WORK REQUIRED ▸ Transcribe the data exactly, stopping after the "detection requests. This" line.

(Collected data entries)
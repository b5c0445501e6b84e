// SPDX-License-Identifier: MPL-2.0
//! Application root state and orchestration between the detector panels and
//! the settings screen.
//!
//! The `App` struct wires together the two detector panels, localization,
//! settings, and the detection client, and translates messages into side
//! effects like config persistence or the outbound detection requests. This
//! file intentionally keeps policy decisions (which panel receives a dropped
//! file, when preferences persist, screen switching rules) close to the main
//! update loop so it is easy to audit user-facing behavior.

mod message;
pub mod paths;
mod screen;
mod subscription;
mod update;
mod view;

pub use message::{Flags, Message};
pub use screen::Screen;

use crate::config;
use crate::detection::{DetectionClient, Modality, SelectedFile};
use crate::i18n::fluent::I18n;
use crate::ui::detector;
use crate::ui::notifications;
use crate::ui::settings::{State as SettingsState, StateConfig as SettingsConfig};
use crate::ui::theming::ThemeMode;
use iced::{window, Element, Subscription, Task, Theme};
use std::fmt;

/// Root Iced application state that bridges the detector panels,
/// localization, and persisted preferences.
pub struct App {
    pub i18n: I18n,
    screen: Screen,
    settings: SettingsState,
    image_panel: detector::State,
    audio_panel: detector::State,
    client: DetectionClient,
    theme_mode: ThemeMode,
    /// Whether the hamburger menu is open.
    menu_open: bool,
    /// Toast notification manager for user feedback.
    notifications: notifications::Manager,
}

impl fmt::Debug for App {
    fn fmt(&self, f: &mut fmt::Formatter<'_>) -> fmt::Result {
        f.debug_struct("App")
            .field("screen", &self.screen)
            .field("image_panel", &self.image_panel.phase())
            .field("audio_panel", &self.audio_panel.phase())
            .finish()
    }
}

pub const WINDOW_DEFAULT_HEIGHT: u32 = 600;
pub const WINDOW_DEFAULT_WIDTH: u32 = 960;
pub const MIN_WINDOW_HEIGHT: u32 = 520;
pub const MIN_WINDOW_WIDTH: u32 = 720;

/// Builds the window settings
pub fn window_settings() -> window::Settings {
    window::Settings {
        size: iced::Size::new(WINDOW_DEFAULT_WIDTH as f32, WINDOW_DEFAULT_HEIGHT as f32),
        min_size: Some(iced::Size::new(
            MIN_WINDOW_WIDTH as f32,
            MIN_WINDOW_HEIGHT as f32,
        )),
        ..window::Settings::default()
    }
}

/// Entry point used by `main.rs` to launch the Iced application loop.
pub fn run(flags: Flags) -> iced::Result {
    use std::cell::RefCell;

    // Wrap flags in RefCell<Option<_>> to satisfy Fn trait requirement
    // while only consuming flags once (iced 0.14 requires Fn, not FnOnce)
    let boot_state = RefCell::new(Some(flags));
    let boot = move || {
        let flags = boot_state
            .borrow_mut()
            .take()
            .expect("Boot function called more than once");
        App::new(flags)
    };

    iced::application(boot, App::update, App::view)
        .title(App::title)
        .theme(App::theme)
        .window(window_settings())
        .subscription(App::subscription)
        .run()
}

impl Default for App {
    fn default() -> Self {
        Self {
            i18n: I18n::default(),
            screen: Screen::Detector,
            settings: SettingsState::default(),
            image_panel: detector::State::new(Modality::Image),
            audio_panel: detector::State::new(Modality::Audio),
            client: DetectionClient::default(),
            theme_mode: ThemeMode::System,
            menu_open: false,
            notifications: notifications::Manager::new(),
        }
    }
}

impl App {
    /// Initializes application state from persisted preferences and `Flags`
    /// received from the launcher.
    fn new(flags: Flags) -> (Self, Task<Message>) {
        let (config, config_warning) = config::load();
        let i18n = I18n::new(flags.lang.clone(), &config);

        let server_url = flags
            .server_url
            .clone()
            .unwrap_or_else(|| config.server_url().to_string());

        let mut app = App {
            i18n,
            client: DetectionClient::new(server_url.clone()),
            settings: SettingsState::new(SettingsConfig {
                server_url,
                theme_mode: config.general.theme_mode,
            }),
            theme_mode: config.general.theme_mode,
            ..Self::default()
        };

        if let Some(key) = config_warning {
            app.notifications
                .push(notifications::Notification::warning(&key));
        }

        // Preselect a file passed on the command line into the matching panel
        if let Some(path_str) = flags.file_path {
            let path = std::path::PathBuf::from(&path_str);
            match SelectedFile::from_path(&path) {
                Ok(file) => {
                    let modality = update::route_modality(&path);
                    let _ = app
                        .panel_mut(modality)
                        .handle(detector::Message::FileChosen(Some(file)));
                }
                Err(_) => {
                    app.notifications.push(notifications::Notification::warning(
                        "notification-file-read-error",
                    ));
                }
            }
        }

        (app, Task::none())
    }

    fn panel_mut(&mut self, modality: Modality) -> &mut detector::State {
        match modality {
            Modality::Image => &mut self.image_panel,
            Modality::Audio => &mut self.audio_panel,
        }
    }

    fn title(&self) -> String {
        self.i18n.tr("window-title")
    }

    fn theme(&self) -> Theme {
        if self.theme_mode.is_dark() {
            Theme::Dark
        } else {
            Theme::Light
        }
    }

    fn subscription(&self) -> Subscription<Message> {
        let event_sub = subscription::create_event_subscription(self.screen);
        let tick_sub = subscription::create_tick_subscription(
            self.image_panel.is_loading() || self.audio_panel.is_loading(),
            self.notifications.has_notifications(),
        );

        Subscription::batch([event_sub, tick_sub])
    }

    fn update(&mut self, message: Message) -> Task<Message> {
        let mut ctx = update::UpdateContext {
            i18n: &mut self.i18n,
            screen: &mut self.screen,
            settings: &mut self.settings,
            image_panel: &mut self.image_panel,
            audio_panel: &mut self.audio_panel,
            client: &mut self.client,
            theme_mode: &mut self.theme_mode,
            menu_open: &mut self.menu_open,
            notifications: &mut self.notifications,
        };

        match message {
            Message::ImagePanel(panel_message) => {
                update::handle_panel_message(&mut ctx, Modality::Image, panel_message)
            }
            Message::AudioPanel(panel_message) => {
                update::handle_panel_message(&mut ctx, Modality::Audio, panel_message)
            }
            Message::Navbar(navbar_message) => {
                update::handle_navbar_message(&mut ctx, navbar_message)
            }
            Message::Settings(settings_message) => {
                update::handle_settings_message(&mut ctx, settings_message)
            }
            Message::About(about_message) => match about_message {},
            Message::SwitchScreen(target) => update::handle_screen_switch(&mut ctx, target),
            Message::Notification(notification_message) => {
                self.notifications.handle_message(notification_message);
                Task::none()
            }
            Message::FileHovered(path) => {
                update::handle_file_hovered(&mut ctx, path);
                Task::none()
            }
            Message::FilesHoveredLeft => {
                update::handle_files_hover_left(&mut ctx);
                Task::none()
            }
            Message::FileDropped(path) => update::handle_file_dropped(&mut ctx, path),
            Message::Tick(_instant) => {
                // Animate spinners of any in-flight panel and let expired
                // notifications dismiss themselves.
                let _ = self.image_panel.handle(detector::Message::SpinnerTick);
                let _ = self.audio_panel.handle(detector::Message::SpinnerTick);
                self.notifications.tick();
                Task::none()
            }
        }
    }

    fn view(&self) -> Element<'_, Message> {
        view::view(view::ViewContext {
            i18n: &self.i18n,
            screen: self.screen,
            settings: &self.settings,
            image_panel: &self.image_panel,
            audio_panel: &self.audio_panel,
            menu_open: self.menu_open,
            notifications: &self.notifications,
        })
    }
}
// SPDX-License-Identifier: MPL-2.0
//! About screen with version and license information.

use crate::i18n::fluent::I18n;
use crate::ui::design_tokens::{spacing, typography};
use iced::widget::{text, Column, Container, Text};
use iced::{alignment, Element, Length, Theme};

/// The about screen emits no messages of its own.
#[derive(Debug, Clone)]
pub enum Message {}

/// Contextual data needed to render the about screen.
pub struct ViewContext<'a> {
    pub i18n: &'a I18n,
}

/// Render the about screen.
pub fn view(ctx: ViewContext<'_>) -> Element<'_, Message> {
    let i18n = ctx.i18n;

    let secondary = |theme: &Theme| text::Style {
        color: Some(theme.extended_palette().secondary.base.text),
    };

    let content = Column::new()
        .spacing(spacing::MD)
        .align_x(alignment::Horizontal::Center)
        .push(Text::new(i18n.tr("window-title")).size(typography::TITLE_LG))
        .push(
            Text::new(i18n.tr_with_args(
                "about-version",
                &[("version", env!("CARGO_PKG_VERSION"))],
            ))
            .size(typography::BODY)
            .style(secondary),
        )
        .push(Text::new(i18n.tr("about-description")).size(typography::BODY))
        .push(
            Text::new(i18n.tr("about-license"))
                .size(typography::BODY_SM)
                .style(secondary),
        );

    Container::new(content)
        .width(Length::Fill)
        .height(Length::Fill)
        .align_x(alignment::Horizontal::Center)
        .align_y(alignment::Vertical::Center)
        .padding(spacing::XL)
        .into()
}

EXPECTED ANSWER ▸
repository b5c0445501e6b84e
// SPDX-License-Identifier: MPL-2.0
//! Application root state and orchestration between the detector panels and
//! the settings screen.
//!
//! The `App` struct wires together the two detector panels, localization,
//! settings, and the detection client, and translates messages into side
//! effects like config persistence or the outbound detection requests. This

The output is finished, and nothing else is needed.